When you have a loved one, spouse or child in particular, that's going through an extended  illness it changes you. It both weakens and strengthens you all at he same time. Your body goes through the phases of pure unadulterated exhaustion and restlessness. After that your already stretched mind starts to become even more fragile, more frail. A lot is expected of you to continue to "keep your head up" and keep moving forward. Of course being a good caregiver you do, you hide from everyone the inner demons your struggling to cope with and face because it means your complaining or worse, weak. Are you? No of course not and it is okay to vent, cry, rage, flat out be a bitch. Just don't do it more than once. And just don't do it often. Fatigue does funny things to people. Years and years of medically induced fatigue changes you in ways that unless you've spent nights listening to machines, waiting for them to lull you to sleep but scared to fall asleep because you might miss an alarm, a break in a line, a low oxygen warning it's not something I can begin to eloquently describe that would make sense. 


TJ has been amazing. He's been patient and kind and gentle with not only Alana, but me. 

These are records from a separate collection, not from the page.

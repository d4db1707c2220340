//! Event bus: per-node subscriptions with parent-bubbling dispatch.
//!
//! Every field node owns a registry of listeners keyed by event kind.
//! Publishing an event invokes the target node's matching listeners (exact
//! kind plus the [`ANY`] wildcard), then bubbles the same event to the
//! parent's listeners, recursively to the root.
//!
//! The propagation algorithm publishes [`CHANGE`] events; plugins are free
//! to publish their own kinds through [`Field::publish`].
//!
//! # Dispatch Guarantees
//!
//! - Listeners run synchronously on the caller's stack, after the value
//!   graph is fully committed.
//! - For one write, each generated event bubbles completely before the next
//!   event is published.
//! - A failing listener never prevents other listeners from running; the
//!   first error of a dispatch pass is surfaced to the caller of the write,
//!   the rest are logged.
//! - Listeners may re-enter the tree, including with new writes; a
//!   re-entrant write runs to completion (its own dispatch included) before
//!   the outer dispatch continues.

use std::{
    cell::Cell,
    fmt,
    rc::{Rc, Weak},
};

pub mod errors;

pub use errors::EventError;

use crate::{
    Result,
    field::{Field, SubscriberEntry, TreeShared, propagate},
    value::Value,
};

/// Event kind published by the propagation algorithm for every visited node.
pub const CHANGE: &str = "change";

/// Wildcard kind: a listener registered for `ANY` receives every event
/// published at (or bubbling through) its node.
pub const ANY: &str = "*";

/// Listener callback signature.
pub type Listener = dyn Fn(&FieldEvent) -> Result<()>;

/// An event delivered to field listeners.
///
/// For change events the payload is the target's previous value;
/// `related_target` is the field whose write produced the event, or `None`
/// when the target is itself the writer.
#[derive(Clone)]
pub struct FieldEvent {
    kind: String,
    target: Field,
    related_target: Option<Field>,
    previous_value: Value,
}

impl FieldEvent {
    /// Creates an event. Plugins use this to publish custom kinds.
    pub fn new(
        kind: impl Into<String>,
        target: Field,
        related_target: Option<Field>,
        previous_value: Value,
    ) -> Self {
        Self {
            kind: kind.into(),
            target,
            related_target,
            previous_value,
        }
    }

    /// The event kind (e.g. [`CHANGE`]).
    pub fn kind(&self) -> &str {
        &self.kind
    }

    /// The field where the change occurred. Stays the same while the event
    /// bubbles through ancestors.
    pub fn target(&self) -> &Field {
        &self.target
    }

    /// The field whose write triggered this event, when that is a different
    /// field than the target.
    pub fn related_target(&self) -> Option<&Field> {
        self.related_target.as_ref()
    }

    /// The target's value before the change.
    pub fn previous_value(&self) -> &Value {
        &self.previous_value
    }
}

impl fmt::Debug for FieldEvent {
    fn fmt(&self, f: &mut fmt::Formatter<'_>) -> fmt::Result {
        f.debug_struct("FieldEvent")
            .field("kind", &self.kind)
            .field("target", &self.target.path().to_string())
            .field("previous_value", &self.previous_value)
            .finish()
    }
}

/// Guard for one listener registration.
///
/// Dropping the guard unsubscribes the listener. Call
/// [`Subscription::detach`] to keep the listener registered for the life of
/// the tree, or [`Subscription::unsubscribe`] to remove it explicitly
/// (idempotent).
pub struct Subscription {
    shared: Weak<TreeShared>,
    node_id: usize,
    subscriber_id: u64,
    active: Cell<bool>,
}

impl Subscription {
    pub(crate) fn new(shared: Weak<TreeShared>, node_id: usize, subscriber_id: u64) -> Self {
        Self {
            shared,
            node_id,
            subscriber_id,
            active: Cell::new(true),
        }
    }

    /// Removes the listener. Calling this twice is a no-op.
    pub fn unsubscribe(&self) {
        if !self.active.replace(false) {
            return;
        }
        if let Some(shared) = self.shared.upgrade() {
            shared.remove_subscriber(self.node_id, self.subscriber_id);
        }
    }

    /// Consumes the guard without unsubscribing: the listener stays
    /// registered as long as the tree lives.
    pub fn detach(self) {
        self.active.set(false);
    }
}

impl Drop for Subscription {
    fn drop(&mut self) {
        self.unsubscribe();
    }
}

impl fmt::Debug for Subscription {
    fn fmt(&self, f: &mut fmt::Formatter<'_>) -> fmt::Result {
        f.debug_struct("Subscription")
            .field("node_id", &self.node_id)
            .field("subscriber_id", &self.subscriber_id)
            .field("active", &self.active.get())
            .finish()
    }
}

impl Field {
    /// Registers a wildcard listener invoked for every event published at or
    /// bubbling through this node.
    ///
    /// ```
    /// use std::{cell::Cell, rc::Rc};
    /// use fieldtree::{map, new_tree};
    ///
    /// let root = new_tree(map! { "a" => 1 })?;
    /// let seen = Rc::new(Cell::new(0));
    ///
    /// let counter = Rc::clone(&seen);
    /// let _sub = root.subscribe(move |_event| {
    ///     counter.set(counter.get() + 1);
    ///     Ok(())
    /// });
    ///
    /// root.at("a")?.set_value(2)?;
    /// assert!(seen.get() > 0);
    /// # Ok::<(), fieldtree::Error>(())
    /// ```
    pub fn subscribe(&self, listener: impl Fn(&FieldEvent) -> Result<()> + 'static) -> Subscription {
        self.add_subscriber(ANY.to_string(), Rc::new(listener))
    }

    /// Registers a listener for one event kind.
    pub fn on(
        &self,
        kind: impl Into<String>,
        listener: impl Fn(&FieldEvent) -> Result<()> + 'static,
    ) -> Subscription {
        self.add_subscriber(kind.into(), Rc::new(listener))
    }

    fn add_subscriber(&self, kind: String, listener: Rc<Listener>) -> Subscription {
        let shared = self.shared();
        let subscriber_id = shared.next_subscriber_id();
        {
            let mut nodes = shared.nodes.borrow_mut();
            nodes[self.node_id()].subscribers.push(SubscriberEntry {
                id: subscriber_id,
                kind,
                listener,
            });
        }
        Subscription::new(Rc::downgrade(shared), self.node_id(), subscriber_id)
    }

    /// Publishes an event at this node, bubbling it to every ancestor.
    ///
    /// All matching listeners run even when some fail; the first listener
    /// error is returned after the pass completes.
    pub fn publish(&self, event: FieldEvent) -> Result<()> {
        let mut first_error = None;
        propagate::bubble(self.shared(), self.node_id(), &event, &mut first_error);
        match first_error {
            None => Ok(()),
            Some(error) => Err(error),
        }
    }
}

Alana is resting finally. It was a very long day and she was even more upset and clingy than usual which prevented me from doing many (any) updates. We opted to leave the hospital tonight and arrived at the hotel shortly after 8pm (4 hour time difference from home). She's upset, in quiet a bit of pain, clingy, ad overall uncomfortable. Her breathing stabilized and her resting heart rate finally dropped closer to the high 120s. Once that happened she wanted to eat so she had cream of wheat and hot tea which helped her disposition. Right now she is resting via some medication and I'll be getting up every 3 hours to check vitals unless I need to sooner. 


She's done so well. So incredibly well with all of this. Not even I can fathom amount of pain, frustration, confusion, and worry she must have bouncing aroun in that beautiful little head of here. 


Tonight's post is a jumbled mess but I am okay with that. I'm tired. No new results or anything today aside from what I mentioned earlier. Tomorrow is rheumatology and possibly more labs.